Conestoga currently has three ethanol plants that utilize grain sorghum as a vital part of their production, two in Kansas and one in Texas. For ethanol production, the Kansas facilities devote approximately 40 percent of their annual grain use to sorghum and 98 percent at the Texas plant.
Willis said Conestoga’s mission is to be the primary source of a very low carbon ethanol. Through extensive research, Conestoga discovered sorghum offers just that.
“We like to produce a boutique ethanol,” Willis said. “Sorghum is beneficial for the environment and has a lower carbon footprint than most grains.”
Sorghum's attributes make it the smart choice for ethanol production. Not only does sorghum have a low carbon footprint and a high stress tolerance, but it also produces the same amount of ethanol per bushel as comparable feed grains while using up to one-third less water in the plant growth process.

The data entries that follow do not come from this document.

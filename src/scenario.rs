//! Scenario definitions
//!
//! Four fixed scenarios are trained and served independently: detailed or
//! simple input mode, with or without the glucose feature. Scenario configs
//! are immutable and defined at pipeline start.

use serde::{Deserialize, Serialize};
use std::fmt;

/// Target label column in the source CSV
pub const TARGET_COLUMN: &str = "당뇨";

/// Raw columns where a zero is a recording sentinel for "missing"
pub const SENTINEL_ZERO_COLUMNS: &[&str] = &["혈당", "혈압", "피부두께", "인슐린", "BMI"];

/// Input preprocessing mode
#[derive(Debug, Clone, Copy, PartialEq, Eq, Hash, Serialize, Deserialize)]
#[serde(rename_all = "lowercase")]
pub enum Mode {
    /// Quartile clipping + standardization + KNN imputation
    Detailed,
    /// Ordinal 1..=4 grading by training-set quantiles
    Simple,
}

impl fmt::Display for Mode {
    fn fmt(&self, f: &mut fmt::Formatter<'_>) -> fmt::Result {
        match self {
            Mode::Detailed => write!(f, "detailed"),
            Mode::Simple => write!(f, "simple"),
        }
    }
}

/// Scenario identifier
#[derive(Debug, Clone, Copy, PartialEq, Eq, Hash, PartialOrd, Ord, Serialize, Deserialize)]
pub enum ScenarioKey {
    A,
    B,
    C,
    #[serde(rename = "C_NS")]
    CNs,
}

impl ScenarioKey {
    pub const ALL: [ScenarioKey; 4] = [
        ScenarioKey::A,
        ScenarioKey::B,
        ScenarioKey::C,
        ScenarioKey::CNs,
    ];

    pub fn as_str(&self) -> &'static str {
        match self {
            ScenarioKey::A => "A",
            ScenarioKey::B => "B",
            ScenarioKey::C => "C",
            ScenarioKey::CNs => "C_NS",
        }
    }
}

impl fmt::Display for ScenarioKey {
    fn fmt(&self, f: &mut fmt::Formatter<'_>) -> fmt::Result {
        f.write_str(self.as_str())
    }
}

/// One fixed training/serving configuration
#[derive(Debug, Clone)]
pub struct Scenario {
    pub key: ScenarioKey,
    /// Artifact file-name stem, e.g. `a_detail_sugar`
    pub artifact_name: &'static str,
    pub mode: Mode,
    /// Feature identifiers, English naming
    pub features_eng: Vec<&'static str>,
}

impl Scenario {
    /// Korean source-CSV column names for this scenario's features
    pub fn features_kor(&self) -> Vec<&'static str> {
        self.features_eng.iter().map(|f| kor_column(f)).collect()
    }

    pub fn has_glucose(&self) -> bool {
        self.features_eng.contains(&"glucose")
    }
}

/// English feature name → Korean CSV column
pub fn kor_column(eng: &str) -> &'static str {
    match eng {
        "pregnancies" => "임신횟수",
        "glucose" => "혈당",
        "blood_pressure" => "혈압",
        "skin_thickness" => "피부두께",
        "insulin" => "인슐린",
        "bmi" => "BMI",
        "pedigree" => "가족력지표",
        "age" => "나이",
        other => panic!("unknown feature name: {other}"),
    }
}

/// The four scenario configurations, in training order
pub fn scenarios() -> Vec<Scenario> {
    vec![
        Scenario {
            key: ScenarioKey::A,
            artifact_name: "a_detail_sugar",
            mode: Mode::Detailed,
            features_eng: vec!["pregnancies", "glucose", "bmi", "age"],
        },
        Scenario {
            key: ScenarioKey::B,
            artifact_name: "b_detail_no_sugar",
            mode: Mode::Detailed,
            features_eng: vec!["pregnancies", "bmi", "age"],
        },
        Scenario {
            key: ScenarioKey::C,
            artifact_name: "c_simple_sugar",
            mode: Mode::Simple,
            features_eng: vec!["pregnancies", "glucose", "bmi", "age"],
        },
        Scenario {
            key: ScenarioKey::CNs,
            artifact_name: "cns_simple_no_sugar",
            mode: Mode::Simple,
            features_eng: vec!["pregnancies", "bmi", "age"],
        },
    ]
}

Willis also said the stress tolerance of grain sorghum makes it more desirable for producers in the Sorghum Belt.
“Sorghum fits well in production and in the farm ground that we draw out of in the high plains,” Willis said. “It’s a crop that is very forgiving and uses less water than other grains, but still produces a very good, quality distillers grain, and it works well in our plants.”

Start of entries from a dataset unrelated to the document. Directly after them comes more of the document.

//! Missing value imputation

mod knn;

pub use knn::KnnImputer;

/// Missing-cell sentinel check shared by the imputer and its callers
#[inline]
pub fn is_missing(v: f64) -> bool {
    v.is_nan()
}
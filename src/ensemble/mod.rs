//! Ensemble methods

mod voting;

pub use voting::SoftVotingEnsemble;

Conestoga produces approximately 342,000 tons of dry distillers grain sorghum annually as a valuable co-product for livestock producers, especially because they tend to be lower in fat and higher in protein. To ensure the highest possible quality, Willis said Conestoga has conducted research on distillers grains to determine which type is most nutrient-rich for livestock.
Sorghum has proven to be a successful feedstock for the ethanol industry. In fact, Conestoga currently utilizes approximately 38 million bushels of grain sorghum annually across all three production plants. Through collaboration with the ethanol industry to help improve genetics, the Sorghum Checkoff is paving the way for increased sorghum use in ethanol production in the future.

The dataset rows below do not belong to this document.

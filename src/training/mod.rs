//! Candidate model training
//!
//! The fixed roster of binary classifier families fitted per scenario:
//! - Regularized logistic regression
//! - K-Nearest Neighbors (k=15)
//! - Random forest (100 trees, depth 3)
//! - Gradient boosting (30 stages, depth 2)
//! - AdaBoost over decision stumps (100 rounds, learning rate 0.1)
//! - RBF-kernel SVM with probability output (C=1)
//! - One-hidden-layer MLP (50 units)
//! - Decision tree (depth 3)
//!
//! Every family exposes `fit`, a class-1 `predict_proba`, and a discrete
//! `predict`; hyperparameters and seeds are fixed so runs are reproducible.

pub mod adaboost;
pub mod bank;
pub mod decision_tree;
pub mod gradient_boosting;
pub mod knn;
pub mod logistic;
pub mod metrics;
pub mod mlp;
pub mod random_forest;
pub mod selection;
pub mod svm;
pub mod threshold;

pub use adaboost::AdaBoostClassifier;
pub use bank::{candidate_roster, fit_candidates, CandidateModel, FittedCandidate};
pub use decision_tree::DecisionTreeClassifier;
pub use gradient_boosting::GradientBoostingClassifier;
pub use knn::KnnClassifier;
pub use logistic::LogisticRegression;
pub use metrics::ClassificationMetrics;
pub use mlp::MlpClassifier;
pub use random_forest::RandomForestClassifier;
pub use selection::{select_winner, RankedCandidate, SelectionOutcome};
pub use svm::SvmClassifier;
pub use threshold::tune_threshold;

/// Seed shared by every stochastic candidate
pub const RANDOM_SEED: u64 = 42;

/// Accuracy against 0/1 labels for thresholded predictions
pub fn accuracy_of(y_true: &ndarray::Array1<f64>, y_pred: &ndarray::Array1<f64>) -> f64 {
    if y_true.is_empty() {
        return 0.0;
    }
    let correct = y_true
        .iter()
        .zip(y_pred.iter())
        .filter(|(t, p)| (*t - *p).abs() < 0.5)
        .count();
    correct as f64 / y_true.len() as f64
}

“We are excited about sorghum’s use as we see the breeding programs put more emphasis on starch and yield,” Willis said.
The success of grain sorghum in the ethanol sector means more marketing opportunities for producers. If more producers take advantage of this viable crop, it will in turn make purchasing grain sorghum easier for ethanol plants, like Conestoga.
“As farmers learn to drive the yield potential that sorghum has, I think they will find that it can compete profitability-wise with other grain crops,” Willis said. “I think more farmers will use sorghum as they are able to see the better yields and see the impact it has on their bottom line.”